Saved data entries
◆ ◆ ◆ ◆
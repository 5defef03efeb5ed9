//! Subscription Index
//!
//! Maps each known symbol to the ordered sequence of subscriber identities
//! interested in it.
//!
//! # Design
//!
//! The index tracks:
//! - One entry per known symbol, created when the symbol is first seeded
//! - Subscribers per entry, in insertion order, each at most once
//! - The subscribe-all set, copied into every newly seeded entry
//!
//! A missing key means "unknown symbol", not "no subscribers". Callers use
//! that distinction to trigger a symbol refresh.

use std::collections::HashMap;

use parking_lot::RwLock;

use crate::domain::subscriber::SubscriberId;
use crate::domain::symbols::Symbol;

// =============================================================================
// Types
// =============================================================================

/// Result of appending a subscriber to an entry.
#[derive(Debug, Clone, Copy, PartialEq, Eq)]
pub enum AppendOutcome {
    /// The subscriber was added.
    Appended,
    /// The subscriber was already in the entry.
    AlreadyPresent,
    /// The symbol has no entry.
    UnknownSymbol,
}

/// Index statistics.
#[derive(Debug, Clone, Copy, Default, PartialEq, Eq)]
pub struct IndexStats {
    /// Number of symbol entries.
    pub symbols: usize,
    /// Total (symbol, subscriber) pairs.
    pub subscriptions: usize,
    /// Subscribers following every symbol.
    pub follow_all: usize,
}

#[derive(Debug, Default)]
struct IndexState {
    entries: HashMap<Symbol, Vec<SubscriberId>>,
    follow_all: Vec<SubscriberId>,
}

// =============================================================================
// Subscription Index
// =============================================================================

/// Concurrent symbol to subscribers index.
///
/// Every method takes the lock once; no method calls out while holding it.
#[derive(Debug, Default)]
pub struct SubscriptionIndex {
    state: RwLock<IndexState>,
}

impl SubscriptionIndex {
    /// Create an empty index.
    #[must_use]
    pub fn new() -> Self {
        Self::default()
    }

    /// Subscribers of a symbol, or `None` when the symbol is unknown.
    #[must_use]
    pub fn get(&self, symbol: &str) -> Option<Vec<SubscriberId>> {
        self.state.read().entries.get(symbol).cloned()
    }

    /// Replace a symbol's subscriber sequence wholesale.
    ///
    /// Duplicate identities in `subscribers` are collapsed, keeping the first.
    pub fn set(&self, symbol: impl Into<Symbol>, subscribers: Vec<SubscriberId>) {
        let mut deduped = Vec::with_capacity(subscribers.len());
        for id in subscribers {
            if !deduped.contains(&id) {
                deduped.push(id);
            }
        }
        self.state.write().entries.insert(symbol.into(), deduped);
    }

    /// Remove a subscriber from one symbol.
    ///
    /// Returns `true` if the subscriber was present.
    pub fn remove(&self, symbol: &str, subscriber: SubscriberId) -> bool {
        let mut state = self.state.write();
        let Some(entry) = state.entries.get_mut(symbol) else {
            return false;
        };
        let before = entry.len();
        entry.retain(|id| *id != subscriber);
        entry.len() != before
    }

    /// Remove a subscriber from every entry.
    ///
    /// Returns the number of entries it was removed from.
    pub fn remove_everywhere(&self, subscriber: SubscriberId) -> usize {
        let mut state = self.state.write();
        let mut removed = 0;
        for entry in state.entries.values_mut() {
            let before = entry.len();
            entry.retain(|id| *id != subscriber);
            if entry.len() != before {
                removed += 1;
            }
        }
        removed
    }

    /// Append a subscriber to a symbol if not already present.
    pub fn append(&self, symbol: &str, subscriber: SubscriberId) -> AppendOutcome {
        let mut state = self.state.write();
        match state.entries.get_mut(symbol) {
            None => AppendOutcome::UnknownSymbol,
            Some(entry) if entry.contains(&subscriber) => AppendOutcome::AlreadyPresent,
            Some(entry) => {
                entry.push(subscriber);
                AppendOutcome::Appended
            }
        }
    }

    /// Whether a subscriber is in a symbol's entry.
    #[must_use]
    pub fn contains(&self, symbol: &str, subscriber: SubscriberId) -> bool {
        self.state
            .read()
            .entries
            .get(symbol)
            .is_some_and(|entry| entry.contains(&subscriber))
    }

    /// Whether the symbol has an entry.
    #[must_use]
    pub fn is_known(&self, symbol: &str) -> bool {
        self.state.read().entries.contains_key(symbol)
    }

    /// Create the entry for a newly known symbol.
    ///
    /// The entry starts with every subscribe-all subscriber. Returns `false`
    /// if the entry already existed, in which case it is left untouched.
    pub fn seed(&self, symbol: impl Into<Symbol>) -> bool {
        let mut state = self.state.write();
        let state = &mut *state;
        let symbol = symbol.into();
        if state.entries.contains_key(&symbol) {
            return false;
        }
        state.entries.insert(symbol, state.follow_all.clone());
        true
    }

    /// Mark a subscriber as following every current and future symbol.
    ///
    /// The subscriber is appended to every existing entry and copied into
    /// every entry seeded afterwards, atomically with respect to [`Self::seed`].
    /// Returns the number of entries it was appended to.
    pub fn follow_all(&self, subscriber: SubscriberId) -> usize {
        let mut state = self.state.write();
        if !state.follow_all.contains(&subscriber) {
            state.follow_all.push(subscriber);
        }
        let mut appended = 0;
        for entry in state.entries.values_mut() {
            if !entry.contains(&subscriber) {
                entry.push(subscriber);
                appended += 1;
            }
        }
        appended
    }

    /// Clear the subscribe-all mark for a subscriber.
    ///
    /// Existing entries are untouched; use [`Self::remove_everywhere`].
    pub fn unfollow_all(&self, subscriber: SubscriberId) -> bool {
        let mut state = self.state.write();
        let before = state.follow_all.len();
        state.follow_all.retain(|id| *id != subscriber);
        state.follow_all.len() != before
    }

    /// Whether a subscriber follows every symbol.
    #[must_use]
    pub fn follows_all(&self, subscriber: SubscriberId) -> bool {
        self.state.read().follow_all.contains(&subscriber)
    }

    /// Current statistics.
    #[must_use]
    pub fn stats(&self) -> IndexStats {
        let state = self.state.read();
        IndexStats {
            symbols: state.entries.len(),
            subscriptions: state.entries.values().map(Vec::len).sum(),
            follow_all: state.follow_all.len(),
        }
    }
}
◆ ◆ ◆ ◆
WHAT YOU SHOULD DO:
The response must restate every entry word for word.

COMPLETED EXERCISE:
repository 5defef03efeb5ed9
//! Subscription Index
//!
//! Maps each known symbol to the ordered sequence of subscriber identities
//! interested in it.
//!
//! # Design
//!
//! The index tracks:
//! - One entry per known symbol, created when the symbol is first seeded
//! - Subscribers per entry, in insertion order, each at most once
//! - The subscribe-all set, copied into every newly seeded entry
//!
//! A missing key means "unknown symbol", not "no subscribers". Callers use
//! that distinction to trigger a symbol refresh.

use std::collections::HashMap;

use parking_lot::RwLock;

use crate::domain::subscriber::SubscriberId;
use crate::domain::symbols::Symbol;

// =============================================================================
// Types
// =============================================================================

/// Result of appending a subscriber to an entry.
#[derive(Debug, Clone, Copy, PartialEq, Eq)]
pub enum AppendOutcome {
    /// The subscriber was added.
    Appended,
    /// The subscriber was already in the entry.
    AlreadyPresent,
    /// The symbol has no entry.
    UnknownSymbol,
}

/// Index statistics.
#[derive(Debug, Clone, Copy, Default, PartialEq, Eq)]
pub struct IndexStats {
    /// Number of symbol entries.
    pub symbols: usize,
    /// Total (symbol, subscriber) pairs.
    pub subscriptions: usize,
    /// Subscribers following every symbol.
    pub follow_all: usize,
}

#[derive(Debug, Default)]
struct IndexState {
    entries: HashMap<Symbol, Vec<SubscriberId>>,
    follow_all: Vec<SubscriberId>,
}

// =============================================================================
// Subscription Index
// =============================================================================

/// Concurrent symbol to subscribers index.
///
/// Every method takes the lock once; no method calls out while holding it.
#[derive(Debug, Default)]
pub struct SubscriptionIndex {
    state: RwLock<IndexState>,
}

impl SubscriptionIndex {
    /// Create an empty index.
    #[must_use]
    pub fn new() -> Self {
        Self::default()
    }

    /// Subscribers of a symbol, or `None` when the symbol is unknown.
    #[must_use]
    pub fn get(&self, symbol: &str) -> Option<Vec<SubscriberId>> {
        self.state.read().entries.get(symbol).cloned()
    }

    /// Replace a symbol's subscriber sequence wholesale.
    ///
    /// Duplicate identities in `subscribers` are collapsed, keeping the first.
    pub fn set(&self, symbol: impl Into<Symbol>, subscribers: Vec<SubscriberId>) {
        let mut deduped = Vec::with_capacity(subscribers.len());
        for id in subscribers {
            if !deduped.contains(&id) {
                deduped.push(id);
            }
        }
        self.state.write().entries.insert(symbol.into(), deduped);
    }

    /// Remove a subscriber from one symbol.
    ///
    /// Returns `true` if the subscriber was present.
    pub fn remove(&self, symbol: &str, subscriber: SubscriberId) -> bool {
        let mut state = self.state.write();
        let Some(entry) = state.entries.get_mut(symbol) else {
            return false;
        };
        let before = entry.len();
        entry.retain(|id| *id != subscriber);
        entry.len() != before
    }

    /// Remove a subscriber from every entry.
    ///
    /// Returns the number of entries it was removed from.
    pub fn remove_everywhere(&self, subscriber: SubscriberId) -> usize {
        let mut state = self.state.write();
        let mut removed = 0;
        for entry in state.entries.values_mut() {
            let before = entry.len();
            entry.retain(|id| *id != subscriber);
            if entry.len() != before {
                removed += 1;
            }
        }
        removed
    }

    /// Append a subscriber to a symbol if not already present.
    pub fn append(&self, symbol: &str, subscriber: SubscriberId) -> AppendOutcome {
        let mut state = self.state.write();
        match state.entries.get_mut(symbol) {
            None => AppendOutcome::UnknownSymbol,
            Some(entry) if entry.contains(&subscriber) => AppendOutcome::AlreadyPresent,
            Some(entry) => {
                entry.push(subscriber);
                AppendOutcome::Appended
            }
        }
    }

    /// Whether a subscriber is in a symbol's entry.
    #[must_use]
    pub fn contains(&self, symbol: &str, subscriber: SubscriberId) -> bool {
        self.state
            .read()
            .entries
            .get(symbol)
            .is_some_and(|entry| entry.contains(&subscriber))
    }

    /// Whether the symbol has an entry.
    #[must_use]
    pub fn is_known(&self, symbol: &str) -> bool {
        self.state.read().entries.contains_key(symbol)
    }

    /// Create the entry for a newly known symbol.
    ///
    /// The entry starts with every subscribe-all subscriber. Returns `false`
    /// if the entry already existed, in which case it is left untouched.
    pub fn seed(&self, symbol: impl Into<Symbol>) -> bool {
        let mut state = self.state.write();
        let state = &mut *state;
        let symbol = symbol.into();
        if state.entries.contains_key(&symbol) {
            return false;
        }
        state.entries.insert(symbol, state.follow_all.clone());
        true
    }

    /// Mark a subscriber as following every current and future symbol.
    ///
    /// The subscriber is appended to every existing entry and copied into
    /// every entry seeded afterwards, atomically with respect to [`Self::seed`].
    /// Returns the number of entries it was appended to.
    pub fn follow_all(&self, subscriber: SubscriberId) -> usize {
        let mut state = self.state.write();
        if !state.follow_all.contains(&subscriber) {
            state.follow_all.push(subscriber);
        }
        let mut appended = 0;
        for entry in state.entries.values_mut() {
            if !entry.contains(&subscriber) {
                entry.push(subscriber);
                appended += 1;
            }
        }
        appended
    }

    /// Clear the subscribe-all mark for a subscriber.
    ///
    /// Existing entries are untouched; use [`Self::remove_everywhere`].
    pub fn unfollow_all(&self, subscriber: SubscriberId) -> bool {
        let mut state = self.state.write();
        let before = state.follow_all.len();
        state.follow_all.retain(|id| *id != subscriber);
        state.follow_all.len() != before
    }

    /// Whether a subscriber follows every symbol.
    #[must_use]
    pub fn follows_all(&self, subscriber: SubscriberId) -> bool {
        self.state.read().follow_all.contains(&subscriber)
    }

    /// Current statistics.
    #[must_use]
    pub fn stats(&self) -> IndexStats {
        let state = self.state.read();
        IndexStats {
            symbols: state.entries.len(),
            subscriptions: state.entries.values().map(Vec::len).sum(),
            follow_all: state.follow_all.len(),
        }
    }
}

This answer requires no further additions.